I can do as follows using sklearn.feature_extraction.text.CountVectorizer, but is there any simpler way? I suspect I may be missing some CountVectorizer functionalities, as it's a common pre-processing step in natural language processing. In this code I first fit CountVectorizer, then I have to iterate over each words of each list of words to generate the list of integers.

import sklearn
import sklearn.feature_extraction
import numpy as np

def reverse_dictionary(dict):
    '''
    http://stackoverflow.com/questions/483666/python-reverse-inverse-a-mapping
    '''
    return {v: k for k, v in dict.items()}

vectorizer = sklearn.feature_extraction.text.CountVectorizer(min_df=1)
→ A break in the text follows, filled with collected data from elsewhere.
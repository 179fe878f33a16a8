//! Game Logic Module
//!
//! All battle simulation code. 100% deterministic.
//!
//! ## Module Structure
//!
//! - `entity`: Ships, mines, cannonballs, rum barrels
//! - `action`: Ship orders, parsing and staging
//! - `world`: Battle state and the per-turn calling contract
//! - `turn`: Fixed-order turn pipeline and order replay
//! - `movement`: Forward micro-steps with collision rollback
//! - `rotation`: Heading changes with collision rollback
//! - `hazard`: Barrel pickup, mine triggers, explosions
//! - `events`: Turn events for diagnostics and replay checks
//! - `observer`: Hooks into turn resolution

pub mod entity;
pub mod action;
pub mod world;
pub mod turn;
pub mod movement;
pub mod rotation;
pub mod hazard;
pub mod events;
pub mod observer;

// Re-export key types
pub use entity::{CannonBall, Hull, Mine, RumBarrel, Ship, Side};
pub use action::{Action, ShipOrder};
pub use world::World;
pub use turn::{replay_turns, ReplayOutcome, TurnOrders, TurnResult};
pub use events::{DamageCause, GameEvent, GameEventData, ImpactOutcome, Obstacle, TurnPhase};
pub use observer::{EventLog, NoopObserver, TracingObserver, TurnObserver};
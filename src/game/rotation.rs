//! Rotation Resolution
//!
//! Every ship swings to its staged heading at once, keeping its center.
//! Unlike movement, collisions compare whole hulls both ways: a ship is
//! flagged when any of its staged cells coincides with any staged cell of
//! another ship, or when a turning ship's staged bow or stern would leave the
//! map. Flagged ships keep their original heading and stop. Passes repeat
//! until one flags nobody new; then headings are committed and the hazard
//! pass runs.

use crate::core::rules::RulesConfig;
use crate::game::entity::{Hull, Mine, RumBarrel, Ship};
use crate::game::events::{EventSink, GameEventData, Obstacle};
use crate::game::hazard::resolve_hazards;

/// Resolve heading changes for the turn.
pub(crate) fn resolve_rotation(
    ships: &mut [Ship],
    mines: &[Mine],
    barrels: &mut Vec<RumBarrel>,
    rules: &RulesConfig,
    sink: &mut EventSink<'_>,
) {
    let mut staged: Vec<Hull> = ships
        .iter()
        .map(|ship| Hull::new(ship.pos, ship.new_orientation))
        .collect();
    let mut flagged = vec![false; ships.len()];
    let mut _pass = 0u32;

    loop {
        let hits: Vec<(usize, Obstacle)> = (0..ships.len())
            .filter(|&i| !flagged[i])
            .filter_map(|i| blocked_by(&ships[i], i, &staged).map(|o| (i, o)))
            .collect();

        if hits.is_empty() {
            break;
        }

        #[cfg(feature = "debug-tracing")]
        tracing::trace!(pass = _pass, flagged = hits.len(), "Rotation collision pass");

        for (i, obstacle) in hits {
            let ship = &mut ships[i];
            ship.new_orientation = ship.orientation;
            ship.speed = 0;
            staged[i] = ship.hull();
            flagged[i] = true;
            sink.emit(GameEventData::ShipCollided {
                ship_id: ship.id,
                obstacle,
            });
        }
        _pass += 1;
    }

    for ship in ships.iter_mut() {
        ship.orientation = ship.new_orientation;
    }

    resolve_hazards(ships, mines, barrels, rules, sink);
}

/// What blocks staged hull `i`, if anything.
fn blocked_by(ship: &Ship, i: usize, staged: &[Hull]) -> Option<Obstacle> {
    let hull = &staged[i];

    // Only a ship actually turning can swing off the map
    if ship.new_orientation != ship.orientation && !hull.is_inside_map() {
        return Some(Obstacle::MapEdge);
    }

    let hit = staged
        .iter()
        .enumerate()
        .any(|(j, other)| j != i && (hull.overlaps(other) || other.overlaps(hull)));
    hit.then_some(Obstacle::Ship)
}

// =============================================================================
// TESTS
// =============================================================================

#[cfg(test)]
mod tests {
    use super::*;
    use crate::core::hex::{turn_port, turn_starboard, Coord};
    use crate::game::entity::Side;
    use crate::game::observer::NoopObserver;

    fn run(ships: &mut [Ship], mines: &[Mine]) {
        let mut observer = NoopObserver;
        let mut sink = EventSink::new(0, &mut observer);
        resolve_rotation(ships, mines, &mut vec![], &RulesConfig::default(), &mut sink);
    }

    fn turning(id: u32, x: i32, y: i32, orientation: u8, to: u8) -> Ship {
        let mut ship = Ship::new(id, Coord::new(x, y), orientation, Side::Ally).with_speed(1);
        ship.new_orientation = to;
        ship
    }

    #[test]
    fn test_free_rotation_commits() {
        let mut ships = vec![turning(0, 5, 5, 0, turn_port(0))];
        run(&mut ships, &[]);

        assert_eq!(ships[0].orientation, 1);
        assert_eq!(ships[0].speed, 1);
        assert_eq!(ships[0].bow(), Coord::new(6, 4));
    }

    #[test]
    fn test_overlapping_rotation_stops_both() {
        // Ship 0 turning port swings its bow onto (6, 4), the stern of ship 1.
        // The check is symmetric, so ship 1 is flagged as well.
        let mut ships = vec![
            turning(0, 5, 5, 0, 1),
            turning(1, 7, 4, 0, 0),
        ];
        run(&mut ships, &[]);

        assert_eq!(ships[0].orientation, 0);
        assert_eq!(ships[0].speed, 0);
        assert_eq!(ships[1].orientation, 0);
        assert_eq!(ships[1].speed, 0);
    }

    #[test]
    fn test_both_turning_into_each_other() {
        // Ship 0 swings its bow to (6, 4); ship 1 swings its stern there too
        let mut ships = vec![
            turning(0, 5, 5, 0, 1),
            turning(1, 6, 3, 0, 1),
            turning(2, 15, 15, 0, 1),
        ];
        run(&mut ships, &[]);

        assert_eq!(ships[0].orientation, 0);
        assert_eq!(ships[1].orientation, 0);
        assert_eq!(ships[0].speed, 0);
        assert_eq!(ships[1].speed, 0);
        // Unrelated ship turns freely
        assert_eq!(ships[2].orientation, 1);
        assert_eq!(ships[2].speed, 1);
    }

    #[test]
    fn test_rotation_off_map_reverts() {
        // On the top row, turning port would put the bow at y = -1
        let mut ships = vec![turning(0, 5, 0, 0, turn_port(0))];
        run(&mut ships, &[]);

        assert_eq!(ships[0].orientation, 0);
        assert_eq!(ships[0].speed, 0);
    }

    #[test]
    fn test_rotation_onto_mine_triggers() {
        let mut ships = vec![turning(0, 5, 5, 0, turn_starboard(0))];
        // Starboard from east points south-east: bow at (6, 6)
        let mines = vec![Mine::new(Coord::new(6, 6))];
        run(&mut ships, &mines);

        assert_eq!(ships[0].orientation, 5);
        assert_eq!(ships[0].health, 75);
    }
}
//! Ship Orders
//!
//! The seven actions a ship can take in a turn, their text form, and the
//! staging step that writes validated orders onto a roster.
//!
//! ## Text Form
//!
//! ```text
//! WAIT | FASTER | SLOWER | PORT | STARBOARD | MINE | FIRE <x> <y>
//! ```

use std::fmt;
use std::str::FromStr;
use serde::{Serialize, Deserialize};

use crate::core::hash::StateHasher;
use crate::core::hex::Coord;
use crate::core::rules::RulesConfig;
use crate::error::EngineError;
use crate::game::entity::Ship;

// =============================================================================
// ACTION
// =============================================================================

/// A ship action.
#[derive(Clone, Copy, Debug, Default, PartialEq, Eq, Hash, Serialize, Deserialize)]
#[repr(u8)]
pub enum Action {
    /// Do nothing
    #[default]
    Wait = 0,
    /// Speed up by one
    Faster = 1,
    /// Slow down by one
    Slower = 2,
    /// Turn counter-clockwise
    Port = 3,
    /// Turn clockwise
    Starboard = 4,
    /// Fire a cannonball at a target cell
    Fire = 5,
    /// Drop a mine behind the stern
    Mine = 6,
}

impl Action {
    /// Every action, in tag order.
    pub const ALL: [Action; 7] = [
        Action::Wait,
        Action::Faster,
        Action::Slower,
        Action::Port,
        Action::Starboard,
        Action::Fire,
        Action::Mine,
    ];

    /// Get the action tag.
    pub fn as_str(self) -> &'static str {
        match self {
            Action::Wait => "WAIT",
            Action::Faster => "FASTER",
            Action::Slower => "SLOWER",
            Action::Port => "PORT",
            Action::Starboard => "STARBOARD",
            Action::Fire => "FIRE",
            Action::Mine => "MINE",
        }
    }

    /// Check if this action needs a target cell.
    pub fn needs_target(self) -> bool {
        matches!(self, Action::Fire)
    }
}

impl fmt::Display for Action {
    fn fmt(&self, f: &mut fmt::Formatter<'_>) -> fmt::Result {
        f.write_str(self.as_str())
    }
}

impl FromStr for Action {
    type Err = EngineError;

    fn from_str(s: &str) -> Result<Self, Self::Err> {
        Action::ALL
            .iter()
            .copied()
            .find(|a| a.as_str() == s)
            .ok_or_else(|| EngineError::InvalidAction(s.to_string()))
    }
}

// =============================================================================
// SHIP ORDER
// =============================================================================

/// One ship's order for a turn: an action and, for FIRE, a target.
#[derive(Clone, Copy, Debug, Default, PartialEq, Eq, Hash, Serialize, Deserialize)]
pub struct ShipOrder {
    /// What to do
    pub action: Action,
    /// Fire target
    pub target: Option<Coord>,
}

impl ShipOrder {
    /// Order without a target.
    pub const fn new(action: Action) -> Self {
        Self { action, target: None }
    }

    /// WAIT order.
    pub const fn wait() -> Self {
        Self::new(Action::Wait)
    }

    /// FASTER order.
    pub const fn faster() -> Self {
        Self::new(Action::Faster)
    }

    /// SLOWER order.
    pub const fn slower() -> Self {
        Self::new(Action::Slower)
    }

    /// PORT order.
    pub const fn port() -> Self {
        Self::new(Action::Port)
    }

    /// STARBOARD order.
    pub const fn starboard() -> Self {
        Self::new(Action::Starboard)
    }

    /// MINE order.
    pub const fn mine() -> Self {
        Self::new(Action::Mine)
    }

    /// FIRE order at `target`.
    pub const fn fire(target: Coord) -> Self {
        Self {
            action: Action::Fire,
            target: Some(target),
        }
    }

    /// Check the order is well formed.
    pub fn validate(&self) -> Result<(), EngineError> {
        if self.action.needs_target() && self.target.is_none() {
            return Err(EngineError::InvalidAction(format!(
                "{} requires a target",
                self.action
            )));
        }
        Ok(())
    }

    /// Order actually staged under `rules` (disabled features become WAIT).
    pub fn effective(&self, rules: &RulesConfig) -> ShipOrder {
        match self.action {
            Action::Fire if !rules.cannons_enabled => ShipOrder::wait(),
            Action::Mine if !rules.mines_enabled => ShipOrder::wait(),
            Action::Fire => *self,
            action => ShipOrder::new(action),
        }
    }

    /// Feed this order into a hasher.
    pub fn hash_into(&self, hasher: &mut StateHasher) {
        hasher.update_u8(self.action as u8);
        hasher.update_opt_coord(self.target);
    }
}

impl From<Action> for ShipOrder {
    fn from(action: Action) -> Self {
        Self::new(action)
    }
}

impl fmt::Display for ShipOrder {
    fn fmt(&self, f: &mut fmt::Formatter<'_>) -> fmt::Result {
        match self.target {
            Some(target) if self.action.needs_target() => write!(f, "{} {}", self.action, target),
            _ => write!(f, "{}", self.action),
        }
    }
}

impl FromStr for ShipOrder {
    type Err = EngineError;

    fn from_str(s: &str) -> Result<Self, Self::Err> {
        let invalid = || EngineError::InvalidAction(s.to_string());
        let mut parts = s.split_whitespace();

        let action: Action = parts.next().ok_or_else(invalid)?.parse()?;
        let order = if action.needs_target() {
            let x = parts.next().and_then(|p| p.parse().ok()).ok_or_else(invalid)?;
            let y = parts.next().and_then(|p| p.parse().ok()).ok_or_else(invalid)?;
            ShipOrder::fire(Coord::new(x, y))
        } else {
            ShipOrder::new(action)
        };

        if parts.next().is_some() {
            return Err(invalid());
        }
        Ok(order)
    }
}

// =============================================================================
// STAGING
// =============================================================================

/// Write orders onto a roster.
///
/// Every order is validated before any ship is touched, so a failing call
/// leaves the roster unchanged. The caller checks the length.
pub(crate) fn stage_orders(
    ships: &mut [Ship],
    orders: &[ShipOrder],
    rules: &RulesConfig,
) -> Result<(), EngineError> {
    debug_assert_eq!(ships.len(), orders.len());

    for order in orders {
        order.validate()?;
    }

    for (ship, order) in ships.iter_mut().zip(orders) {
        let order = order.effective(rules);
        ship.action = order.action;
        ship.target = order.target;
    }

    Ok(())
}

// =============================================================================
// TESTS
// =============================================================================

#[cfg(test)]
mod tests {
    use super::*;
    use crate::game::entity::Side;

    #[test]
    fn test_action_parse() {
        for action in Action::ALL {
            assert_eq!(action.as_str().parse::<Action>(), Ok(action));
        }
        assert!(matches!("SAIL".parse::<Action>(), Err(EngineError::InvalidAction(_))));
        assert!("wait".parse::<Action>().is_err());
    }

    #[test]
    fn test_order_parse() {
        assert_eq!("FIRE 4 7".parse::<ShipOrder>(), Ok(ShipOrder::fire(Coord::new(4, 7))));
        assert_eq!(" PORT ".parse::<ShipOrder>(), Ok(ShipOrder::port()));
        assert_eq!("FIRE -1 30".parse::<ShipOrder>(), Ok(ShipOrder::fire(Coord::new(-1, 30))));

        assert!("FIRE".parse::<ShipOrder>().is_err());
        assert!("FIRE 4".parse::<ShipOrder>().is_err());
        assert!("FIRE a b".parse::<ShipOrder>().is_err());
        assert!("WAIT 1".parse::<ShipOrder>().is_err());
        assert!("".parse::<ShipOrder>().is_err());
    }

    #[test]
    fn test_order_display() {
        assert_eq!(ShipOrder::fire(Coord::new(4, 7)).to_string(), "FIRE 4 7");
        assert_eq!(ShipOrder::mine().to_string(), "MINE");
    }

    #[test]
    fn test_fire_without_target_rejected() {
        let order = ShipOrder::new(Action::Fire);
        assert!(matches!(order.validate(), Err(EngineError::InvalidAction(_))));
    }

    #[test]
    fn test_disabled_features_stage_wait() {
        let rules = RulesConfig {
            cannons_enabled: false,
            mines_enabled: false,
            ..RulesConfig::default()
        };
        assert_eq!(ShipOrder::fire(Coord::new(1, 1)).effective(&rules), ShipOrder::wait());
        assert_eq!(ShipOrder::mine().effective(&rules), ShipOrder::wait());
        assert_eq!(ShipOrder::port().effective(&rules), ShipOrder::port());
    }

    #[test]
    fn test_staging_is_all_or_nothing() {
        let mut ships = vec![
            Ship::new(0, Coord::new(3, 3), 0, Side::Ally),
            Ship::new(1, Coord::new(8, 3), 0, Side::Ally),
        ];
        let orders = [ShipOrder::faster(), ShipOrder::new(Action::Fire)];

        let result = stage_orders(&mut ships, &orders, &RulesConfig::default());
        assert!(result.is_err());
        assert_eq!(ships[0].action, Action::Wait);

        let orders = [ShipOrder::faster(), ShipOrder::fire(Coord::new(9, 9))];
        stage_orders(&mut ships, &orders, &RulesConfig::default()).unwrap();
        assert_eq!(ships[0].action, Action::Faster);
        assert_eq!(ships[1].target, Some(Coord::new(9, 9)));
    }
}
corpus = ['This is the first document.',
        'This is the second second document.',
        'And the third one.',
        'Is this the first document? This is right.',]

X = vectorizer.fit_transform(corpus).toarray()

tokenizer = vectorizer.build_tokenizer()
output_corpus = []
for line in corpus: 
    line = tokenizer(line.lower())
    output_line = np.empty_like(line, dtype=np.int)
    for token_number, token in np.ndenumerate(line):
        output_line[token_number] = vectorizer.vocabulary_.get(token) 
    output_corpus.append(output_line)
print('output_corpus: {0}'.format(output_corpus))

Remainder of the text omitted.